Stranger Care started as an idea, an argument, a way to prove (to whom?) that there are lots of ways to make a family. But it became a song, keening. The prose works that way—tighter in the beginning and then looser, an unraveling that can’t be stopped. Like your daughter’s sticker friend, I was baptized by something bigger, holding me under, lifting me up. This book is the liturgy for that feeling of a big change. I hope it might enact change for the reader—the rearranging you talked about.

Eric’s best friend, Derek, was visiting the day we got the phone call from the social worker about Coco. He took a picture of us when we left the house to go get her. “Last image of total freedom,” he said.

To get to the hospital, we had to drive across a bridge that spans a gorge. Beautiful. Terrifying. Part of me is still crossing that bridge, still standing in the middle of it, feeling it shake in the wind, wondering if what we’re made of will hold. But the medicine of writing—and the medicine of robins and fungal filaments and stars and acorns—is the understanding that we’re all made of the same material. And if that is true, like I wrote to Coco in Stranger Care, then no matter where we are, we’re never far from home. O

 

Leslie Jamison is the New York Times bestselling author of The Recovering, The Empathy Exams, Make it Scream, Make it Burnand a novel, The Gin Closet. She is a contributing writer for the New York Times Magazine and teaches at Columbia University. She lives in Brooklyn with her daughter.

Sarah Sentilles is a writer, teacher, critical theorist, scholar of religion, and author of many books, including Draw Your Weapons, which won the 2018 PEN Award for Creative Nonfiction. Her book, Stranger Care: A Memoir of Loving What Isn’t Ours, was published by Random House in May 2021. Her writing has appeared in The New York TimesThe New Yorker, Oprah Magazine, Ms., Religion Dispatches, Oregon ArtsWatch, and the Los Angeles Review of Books, among other publications. She’s had residencies at Hedgebrook and Yaddo. She earned a bachelor’s degree at Yale and master’s and doctoral degrees at Harvard. She is the co-founder of the Alliance of Idaho, which works to protect the human rights of immigrants by engaging in education, outreach, and advocacy at local, state, and national levels.

Comments

  1. Thank you…. for your sharing, for it’s depth and connection….
    Namaste 🙏🙏

  2. I need to read this every day. “how to write love?” That’s how.

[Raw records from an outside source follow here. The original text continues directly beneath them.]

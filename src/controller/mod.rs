//! # Controller
//!
//! Core controller modules for the Node Refresh Controller.
//!
//! - `request`: Refresh request record and phase transition table
//! - `state_machine`: One-step advance of a refresh request
//! - `planner`: Disruption-budget-aware eviction planning
//! - `health`: Pod, budget and replacement readiness checks
//! - `retry`: Per-phase exponential retry policy
//! - `trigger`: Trigger events feeding the reconciliation loop
//! - `queue`: Deduplicating per-node work queue
//! - `reconciliation_loop`: Worker pool driving refresh requests
//! - `schedule`: Due-node computation
//! - `backoff`: Fibonacci backoff for `NodeRefresh` reconciliation errors
//! - `reconciler`: `NodeRefresh` reconciliation
//! - `server`: HTTP server for metrics and health checks

pub mod backoff;
pub mod health;
pub mod planner;
pub mod queue;
pub mod reconciler;
pub mod reconciliation_loop;
pub mod request;
pub mod retry;
pub mod schedule;
pub mod server;
pub mod state_machine;
pub mod trigger;
//! # Node Refresh Request
//!
//! The persisted record of one node being replaced. Snapshots of this type
//! are what the status store holds, keyed by `target_node_id`.

use chrono::{DateTime, Utc};
use serde::{Deserialize, Serialize};
use std::collections::BTreeSet;
use std::fmt;
use std::time::Duration;

/// Phase of a node refresh
///
/// Phases advance in declaration order; `Failed` may be entered from any
/// non-terminal phase.
#[derive(Debug, Clone, Copy, PartialEq, Eq, PartialOrd, Ord, Hash, Default, Serialize, Deserialize)]
pub enum RefreshPhase {
    #[default]
    Pending,
    Provisioning,
    Cordoning,
    Draining,
    Verifying,
    Deleting,
    Completed,
    Failed,
}

impl RefreshPhase {
    #[must_use]
    pub fn as_str(&self) -> &'static str {
        match self {
            RefreshPhase::Pending => "Pending",
            RefreshPhase::Provisioning => "Provisioning",
            RefreshPhase::Cordoning => "Cordoning",
            RefreshPhase::Draining => "Draining",
            RefreshPhase::Verifying => "Verifying",
            RefreshPhase::Deleting => "Deleting",
            RefreshPhase::Completed => "Completed",
            RefreshPhase::Failed => "Failed",
        }
    }

    /// Completed and Failed accept no further transitions
    #[must_use]
    pub fn is_terminal(&self) -> bool {
        matches!(self, RefreshPhase::Completed | RefreshPhase::Failed)
    }

    /// Whether moving from `self` to `next` respects phase monotonicity
    ///
    /// Allowed: staying in place (retry within phase), moving forward along
    /// the happy path, or jumping to Failed from a non-terminal phase.
    #[must_use]
    pub fn can_transition_to(&self, next: RefreshPhase) -> bool {
        if *self == next {
            return true;
        }
        if self.is_terminal() {
            return false;
        }
        next == RefreshPhase::Failed || next > *self
    }
}

impl fmt::Display for RefreshPhase {
    fn fmt(&self, f: &mut fmt::Formatter<'_>) -> fmt::Result {
        f.write_str(self.as_str())
    }
}

/// Limits a `NodeRefresh` places on the refreshes it requests
///
/// Unset fields leave the controller-wide behaviour in place.
#[derive(Debug, Clone, Copy, Default, PartialEq, Eq, Serialize, Deserialize)]
#[serde(rename_all = "camelCase")]
pub struct RefreshLimits {
    /// Largest eviction batch
    #[serde(default, skip_serializing_if = "Option::is_none")]
    pub max_pods_to_move: Option<u32>,
    /// Healthy pods a disruption budget must keep while the node drains
    #[serde(default, skip_serializing_if = "Option::is_none")]
    pub min_healthy_pods: Option<u32>,
    /// Seconds a drain may stay blocked by disruption budgets
    #[serde(default, skip_serializing_if = "Option::is_none")]
    pub drain_timeout_secs: Option<u64>,
    /// Seconds the replacement may take to become Ready
    #[serde(default, skip_serializing_if = "Option::is_none")]
    pub readiness_timeout_secs: Option<u64>,
}

impl RefreshLimits {
    #[must_use]
    pub fn is_unbounded(&self) -> bool {
        *self == Self::default()
    }

    #[must_use]
    pub fn drain_timeout(&self) -> Option<Duration> {
        self.drain_timeout_secs.map(Duration::from_secs)
    }

    #[must_use]
    pub fn readiness_timeout(&self) -> Option<Duration> {
        self.readiness_timeout_secs.map(Duration::from_secs)
    }
}

/// One node (or node group) undergoing refresh
#[derive(Debug, Clone, PartialEq, Eq, Serialize, Deserialize)]
#[serde(rename_all = "camelCase")]
pub struct NodeRefreshRequest {
    /// Node to retire
    pub target_node_id: String,
    /// Provisioned replacement; empty until provisioning completes
    #[serde(default)]
    pub replacement_node_id: String,
    /// Current phase
    #[serde(default)]
    pub phase: RefreshPhase,
    /// Retry attempts spent in the current phase
    #[serde(default)]
    pub attempt: u32,
    /// Last recorded failure reason
    #[serde(default)]
    pub last_error: Option<String>,
    pub started_at: DateTime<Utc>,
    pub updated_at: DateTime<Utc>,
    /// Pods already evicted from the target (`namespace/name`); only grows
    #[serde(default)]
    pub drained_pods: BTreeSet<String>,
    /// When the current phase was entered
    #[serde(default)]
    pub phase_started_at: Option<DateTime<Utc>>,
    /// Consecutive drain evaluations blocked by a disruption budget
    #[serde(default)]
    pub contention: u32,
    #[serde(default, skip_serializing_if = "RefreshLimits::is_unbounded")]
    pub limits: RefreshLimits,
}

impl NodeRefreshRequest {
    /// Create a Pending request for `target_node_id`
    #[must_use]
    pub fn new(target_node_id: impl Into<String>, started_at: DateTime<Utc>) -> Self {
        Self {
            target_node_id: target_node_id.into(),
            replacement_node_id: String::new(),
            phase: RefreshPhase::Pending,
            attempt: 0,
            last_error: None,
            started_at,
            updated_at: started_at,
            drained_pods: BTreeSet::new(),
            phase_started_at: Some(started_at),
            contention: 0,
            limits: RefreshLimits::default(),
        }
    }

    #[must_use]
    pub fn with_limits(mut self, limits: RefreshLimits) -> Self {
        self.limits = limits;
        self
    }

    #[must_use]
    pub fn is_terminal(&self) -> bool {
        self.phase.is_terminal()
    }

    #[must_use]
    pub fn has_replacement(&self) -> bool {
        !self.replacement_node_id.is_empty()
    }

    /// How long the request has been in its current phase
    ///
    /// Records written before phase start times were kept fall back to
    /// `updated_at`.
    #[must_use]
    pub fn time_in_phase(&self, now: DateTime<Utc>) -> Duration {
        let started = self.phase_started_at.unwrap_or(self.updated_at);
        (now - started).to_std().unwrap_or(Duration::ZERO)
    }

    /// Move to `phase`, resetting the attempt counter and error
    pub(crate) fn enter(&mut self, phase: RefreshPhase, now: DateTime<Utc>) {
        debug_assert!(self.phase.can_transition_to(phase));
        self.phase = phase;
        self.attempt = 0;
        self.contention = 0;
        self.last_error = None;
        self.updated_at = now;
        self.phase_started_at = Some(now);
    }

    /// Record a failure that counts against the phase's attempt budget
    pub(crate) fn record_attempt(&mut self, error: impl Into<String>, now: DateTime<Utc>) {
        self.attempt = self.attempt.saturating_add(1);
        self.last_error = Some(error.into());
        self.updated_at = now;
    }

    /// Record an error without consuming an attempt
    pub(crate) fn record_error(&mut self, error: impl Into<String>, now: DateTime<Utc>) {
        self.last_error = Some(error.into());
        self.updated_at = now;
    }

    /// Record a wait on a disruption budget; grows the wait without
    /// consuming an attempt
    pub(crate) fn record_contention(&mut self, error: impl Into<String>, now: DateTime<Utc>) {
        self.contention = self.contention.saturating_add(1);
        self.record_error(error, now);
    }

    /// Move to Failed, keeping the attempt history
    pub(crate) fn fail(&mut self, error: impl Into<String>, now: DateTime<Utc>) {
        self.phase = RefreshPhase::Failed;
        self.last_error = Some(error.into());
        self.updated_at = now;
    }
}

#[cfg(test)]
mod tests {
    use super::*;

    #[test]
    fn test_happy_path_is_monotonic() {
        let path = [
            RefreshPhase::Pending,
            RefreshPhase::Provisioning,
            RefreshPhase::Cordoning,
            RefreshPhase::Draining,
            RefreshPhase::Verifying,
            RefreshPhase::Deleting,
            RefreshPhase::Completed,
        ];
        for pair in path.windows(2) {
            assert!(pair[0].can_transition_to(pair[1]));
            assert!(!pair[1].can_transition_to(pair[0]));
        }
    }

    #[test]
    fn test_failed_reachable_from_any_active_phase() {
        for phase in [
            RefreshPhase::Pending,
            RefreshPhase::Provisioning,
            RefreshPhase::Cordoning,
            RefreshPhase::Draining,
            RefreshPhase::Verifying,
            RefreshPhase::Deleting,
        ] {
            assert!(phase.can_transition_to(RefreshPhase::Failed));
        }
        assert!(!RefreshPhase::Completed.can_transition_to(RefreshPhase::Failed));
        assert!(!RefreshPhase::Failed.can_transition_to(RefreshPhase::Pending));
    }

    #[test]
    fn test_serialized_field_names() {
        let now = Utc::now();
        let mut request = NodeRefreshRequest::new("n1", now);
        request.drained_pods.insert("default/web-0".to_string());
        let value = serde_json::to_value(&request).unwrap();
        let object = value.as_object().unwrap();
        let mut keys: Vec<&str> = object.keys().map(String::as_str).collect();
        keys.sort_unstable();
        assert_eq!(
            keys,
            vec![
                "attempt",
                "contention",
                "drainedPods",
                "lastError",
                "phase",
                "phaseStartedAt",
                "replacementNodeId",
                "startedAt",
                "targetNodeId",
                "updatedAt",
            ]
        );
        assert_eq!(value["phase"], "Pending");

        let limited = request.with_limits(RefreshLimits {
            drain_timeout_secs: Some(600),
            ..RefreshLimits::default()
        });
        let value = serde_json::to_value(&limited).unwrap();
        assert_eq!(value["limits"], serde_json::json!({ "drainTimeoutSecs": 600 }));
    }

    #[test]
    fn test_records_without_new_fields_still_load() {
        let json = serde_json::json!({
            "targetNodeId": "n1",
            "phase": "Draining",
            "startedAt": "2024-01-01T00:00:00Z",
            "updatedAt": "2024-01-01T00:10:00Z"
        });
        let request: NodeRefreshRequest = serde_json::from_value(json).unwrap();
        assert!(request.limits.is_unbounded());
        assert_eq!(request.contention, 0);

        let now = "2024-01-01T00:15:00Z".parse::<DateTime<Utc>>().unwrap();
        assert_eq!(request.time_in_phase(now), Duration::from_secs(300));
    }

    #[test]
    fn test_contention_is_separate_from_attempts() {
        let now = Utc::now();
        let mut request = NodeRefreshRequest::new("n1", now);
        request.record_contention("drain blocked by default/web", now);
        request.record_contention("drain blocked by default/web", now);
        assert_eq!(request.contention, 2);
        assert_eq!(request.attempt, 0);
        request.enter(RefreshPhase::Provisioning, now);
        assert_eq!(request.contention, 0);
    }

    #[test]
    fn test_enter_resets_attempts() {
        let now = Utc::now();
        let mut request = NodeRefreshRequest::new("n1", now);
        request.record_attempt("boom", now);
        request.record_attempt("boom", now);
        assert_eq!(request.attempt, 2);
        request.enter(RefreshPhase::Provisioning, now);
        assert_eq!(request.attempt, 0);
        assert!(request.last_error.is_none());
    }
}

  3. Yes. I agree with Mike. Beautifully written and beautifully touching conversation and thoughts.

  4. I loved “re-vision” and “I might be wrong,” and many of the thoughts and sentences. Also, of course, the trees, ants, and robins. But it was the visceral response I had to the shared experience of loving and losing and observing and learning and cherishing and grieving that made tears stream down my cheeks by the end. Thank you. Blessings.

  5. Your beautiful words made me cry, as I thought about my wounded son who is dying of cancer after 3 years.
    He loves trees. You helped me feel the deep heart connection that nurtures us and reminds us to see each other with new eyes. Thank you.

  6. Wrestling with my own grief, I’ve wondered where I will be when I let myself grow beyond my losses. This interview and the ideas in Stranger Care give me hope that I can re-vision my life. Bless you for your honesty.